**WHAT YOU ARE ASKED TO DO**
Copy out each line below containing "reasoning".

--- START ---

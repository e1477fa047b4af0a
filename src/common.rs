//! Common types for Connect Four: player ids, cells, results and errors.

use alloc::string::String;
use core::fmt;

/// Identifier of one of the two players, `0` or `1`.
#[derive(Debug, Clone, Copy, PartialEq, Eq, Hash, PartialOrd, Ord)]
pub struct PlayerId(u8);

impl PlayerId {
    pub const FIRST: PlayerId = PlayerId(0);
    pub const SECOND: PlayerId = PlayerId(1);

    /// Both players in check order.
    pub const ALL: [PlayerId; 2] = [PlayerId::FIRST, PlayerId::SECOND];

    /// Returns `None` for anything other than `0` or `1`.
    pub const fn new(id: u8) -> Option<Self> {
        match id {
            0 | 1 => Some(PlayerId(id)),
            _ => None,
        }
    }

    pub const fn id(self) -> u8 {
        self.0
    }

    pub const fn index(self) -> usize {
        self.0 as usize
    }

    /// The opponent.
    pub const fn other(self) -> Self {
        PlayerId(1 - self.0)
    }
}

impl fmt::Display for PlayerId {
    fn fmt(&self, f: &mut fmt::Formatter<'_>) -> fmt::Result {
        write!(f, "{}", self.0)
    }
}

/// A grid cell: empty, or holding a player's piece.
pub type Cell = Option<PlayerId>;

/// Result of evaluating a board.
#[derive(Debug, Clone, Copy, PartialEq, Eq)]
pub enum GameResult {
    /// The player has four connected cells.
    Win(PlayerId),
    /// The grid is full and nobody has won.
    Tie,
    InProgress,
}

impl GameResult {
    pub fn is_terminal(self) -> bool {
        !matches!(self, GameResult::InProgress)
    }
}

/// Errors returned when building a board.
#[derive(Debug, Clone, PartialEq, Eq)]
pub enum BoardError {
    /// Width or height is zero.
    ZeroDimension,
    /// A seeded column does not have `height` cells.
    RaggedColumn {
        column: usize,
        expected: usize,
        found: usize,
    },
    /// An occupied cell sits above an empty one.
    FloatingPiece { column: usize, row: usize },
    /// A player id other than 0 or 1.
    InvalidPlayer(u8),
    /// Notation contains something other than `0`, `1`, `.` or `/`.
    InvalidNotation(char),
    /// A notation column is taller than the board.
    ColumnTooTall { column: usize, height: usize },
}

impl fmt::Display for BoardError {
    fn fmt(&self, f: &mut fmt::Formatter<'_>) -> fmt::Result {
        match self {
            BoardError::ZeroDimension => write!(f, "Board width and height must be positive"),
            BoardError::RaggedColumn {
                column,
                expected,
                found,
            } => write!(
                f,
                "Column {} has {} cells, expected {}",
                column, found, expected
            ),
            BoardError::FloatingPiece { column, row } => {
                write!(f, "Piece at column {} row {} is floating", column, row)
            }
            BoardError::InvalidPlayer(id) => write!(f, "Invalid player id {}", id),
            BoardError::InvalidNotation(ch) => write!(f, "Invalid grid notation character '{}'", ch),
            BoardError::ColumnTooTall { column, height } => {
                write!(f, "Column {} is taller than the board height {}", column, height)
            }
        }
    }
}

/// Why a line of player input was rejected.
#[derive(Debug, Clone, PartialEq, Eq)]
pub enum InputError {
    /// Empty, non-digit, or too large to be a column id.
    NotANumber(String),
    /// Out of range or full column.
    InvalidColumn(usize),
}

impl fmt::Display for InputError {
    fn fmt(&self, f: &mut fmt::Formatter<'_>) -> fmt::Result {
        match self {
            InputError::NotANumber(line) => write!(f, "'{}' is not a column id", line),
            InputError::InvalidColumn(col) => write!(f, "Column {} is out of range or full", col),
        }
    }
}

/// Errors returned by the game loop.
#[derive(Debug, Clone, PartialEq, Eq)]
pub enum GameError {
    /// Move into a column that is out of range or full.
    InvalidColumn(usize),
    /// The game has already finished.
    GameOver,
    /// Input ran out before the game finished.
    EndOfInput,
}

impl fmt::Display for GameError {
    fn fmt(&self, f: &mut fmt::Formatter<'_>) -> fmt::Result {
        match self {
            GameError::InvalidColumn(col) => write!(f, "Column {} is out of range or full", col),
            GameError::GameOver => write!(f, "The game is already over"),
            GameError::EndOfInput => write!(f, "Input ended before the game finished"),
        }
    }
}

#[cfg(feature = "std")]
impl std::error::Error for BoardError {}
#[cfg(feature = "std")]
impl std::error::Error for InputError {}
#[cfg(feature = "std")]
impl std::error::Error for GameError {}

--- END ---
--- START ---

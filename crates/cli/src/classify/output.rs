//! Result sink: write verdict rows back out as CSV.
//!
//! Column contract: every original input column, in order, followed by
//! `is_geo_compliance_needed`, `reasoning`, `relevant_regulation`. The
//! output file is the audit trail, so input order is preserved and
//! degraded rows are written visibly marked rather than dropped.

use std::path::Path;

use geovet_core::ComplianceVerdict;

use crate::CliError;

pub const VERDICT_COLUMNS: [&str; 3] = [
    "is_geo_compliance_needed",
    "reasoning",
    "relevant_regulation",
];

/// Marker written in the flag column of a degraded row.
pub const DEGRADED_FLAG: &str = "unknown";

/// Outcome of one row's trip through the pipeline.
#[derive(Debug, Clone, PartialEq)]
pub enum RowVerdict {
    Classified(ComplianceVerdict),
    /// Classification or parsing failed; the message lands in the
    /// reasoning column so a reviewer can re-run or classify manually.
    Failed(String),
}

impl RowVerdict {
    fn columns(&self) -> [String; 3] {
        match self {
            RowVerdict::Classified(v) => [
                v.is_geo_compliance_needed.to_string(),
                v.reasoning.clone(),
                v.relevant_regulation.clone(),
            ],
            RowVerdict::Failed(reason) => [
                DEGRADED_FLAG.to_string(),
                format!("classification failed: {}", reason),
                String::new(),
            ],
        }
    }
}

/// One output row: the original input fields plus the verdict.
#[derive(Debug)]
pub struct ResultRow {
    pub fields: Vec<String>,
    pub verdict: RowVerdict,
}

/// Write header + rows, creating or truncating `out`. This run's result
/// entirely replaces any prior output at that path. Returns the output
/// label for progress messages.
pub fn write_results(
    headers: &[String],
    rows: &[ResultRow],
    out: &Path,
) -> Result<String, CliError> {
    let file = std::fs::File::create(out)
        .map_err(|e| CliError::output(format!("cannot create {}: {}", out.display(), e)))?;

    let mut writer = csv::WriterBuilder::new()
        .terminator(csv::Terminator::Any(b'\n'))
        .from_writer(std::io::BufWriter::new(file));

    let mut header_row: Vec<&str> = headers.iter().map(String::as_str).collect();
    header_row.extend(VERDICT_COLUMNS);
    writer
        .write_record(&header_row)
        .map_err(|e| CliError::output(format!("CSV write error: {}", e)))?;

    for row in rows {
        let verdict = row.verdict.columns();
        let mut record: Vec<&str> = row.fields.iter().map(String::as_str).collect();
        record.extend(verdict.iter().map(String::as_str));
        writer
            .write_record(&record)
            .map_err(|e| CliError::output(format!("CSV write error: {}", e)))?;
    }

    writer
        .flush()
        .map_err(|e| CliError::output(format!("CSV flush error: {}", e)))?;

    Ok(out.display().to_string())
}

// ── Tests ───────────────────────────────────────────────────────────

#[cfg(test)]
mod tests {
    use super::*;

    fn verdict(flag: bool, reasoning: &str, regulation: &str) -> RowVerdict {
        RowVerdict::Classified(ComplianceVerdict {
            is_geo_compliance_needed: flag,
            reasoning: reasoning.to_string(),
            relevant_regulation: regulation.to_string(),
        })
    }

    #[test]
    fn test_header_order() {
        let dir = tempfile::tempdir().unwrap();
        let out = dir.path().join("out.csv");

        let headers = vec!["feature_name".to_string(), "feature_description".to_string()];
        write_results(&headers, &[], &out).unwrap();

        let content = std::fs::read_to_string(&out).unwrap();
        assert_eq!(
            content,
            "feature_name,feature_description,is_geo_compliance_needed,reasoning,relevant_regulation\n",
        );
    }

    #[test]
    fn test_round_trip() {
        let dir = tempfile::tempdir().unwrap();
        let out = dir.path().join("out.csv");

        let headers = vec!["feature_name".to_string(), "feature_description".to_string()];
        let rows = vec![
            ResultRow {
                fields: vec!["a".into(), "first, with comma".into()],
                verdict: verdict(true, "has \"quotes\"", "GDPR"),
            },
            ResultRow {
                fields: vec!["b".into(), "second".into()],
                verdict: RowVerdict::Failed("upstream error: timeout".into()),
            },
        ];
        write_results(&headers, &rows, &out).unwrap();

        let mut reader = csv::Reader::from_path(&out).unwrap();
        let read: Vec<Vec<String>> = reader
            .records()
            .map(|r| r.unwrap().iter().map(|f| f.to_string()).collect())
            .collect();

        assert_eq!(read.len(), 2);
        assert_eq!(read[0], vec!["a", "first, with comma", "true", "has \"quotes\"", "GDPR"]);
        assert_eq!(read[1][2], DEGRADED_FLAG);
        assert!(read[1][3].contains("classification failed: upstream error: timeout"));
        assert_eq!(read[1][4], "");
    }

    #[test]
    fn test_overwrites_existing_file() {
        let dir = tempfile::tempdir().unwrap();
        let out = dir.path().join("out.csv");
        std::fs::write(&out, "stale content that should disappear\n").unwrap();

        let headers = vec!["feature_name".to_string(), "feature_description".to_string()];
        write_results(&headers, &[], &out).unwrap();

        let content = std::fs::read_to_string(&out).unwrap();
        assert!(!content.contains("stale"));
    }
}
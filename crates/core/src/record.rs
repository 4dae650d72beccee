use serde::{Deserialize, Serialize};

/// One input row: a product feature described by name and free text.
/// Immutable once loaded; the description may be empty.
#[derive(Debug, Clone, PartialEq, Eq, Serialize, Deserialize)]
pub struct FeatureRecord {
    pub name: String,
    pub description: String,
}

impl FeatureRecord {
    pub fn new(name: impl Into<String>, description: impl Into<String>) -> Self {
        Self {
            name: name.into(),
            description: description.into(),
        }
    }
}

--- END ---

**SOLUTION TO THIS EXERCISE**
//! `is_geo_compliance_needed`, `reasoning`, `relevant_regulation`. The
    "reasoning",
    /// reasoning column so a reviewer can re-run or classify manually.
                v.reasoning.clone(),
    fn verdict(flag: bool, reasoning: &str, regulation: &str) -> RowVerdict {
            reasoning: reasoning.to_string(),
            "feature_name,feature_description,is_geo_compliance_needed,reasoning,relevant_regulation\n",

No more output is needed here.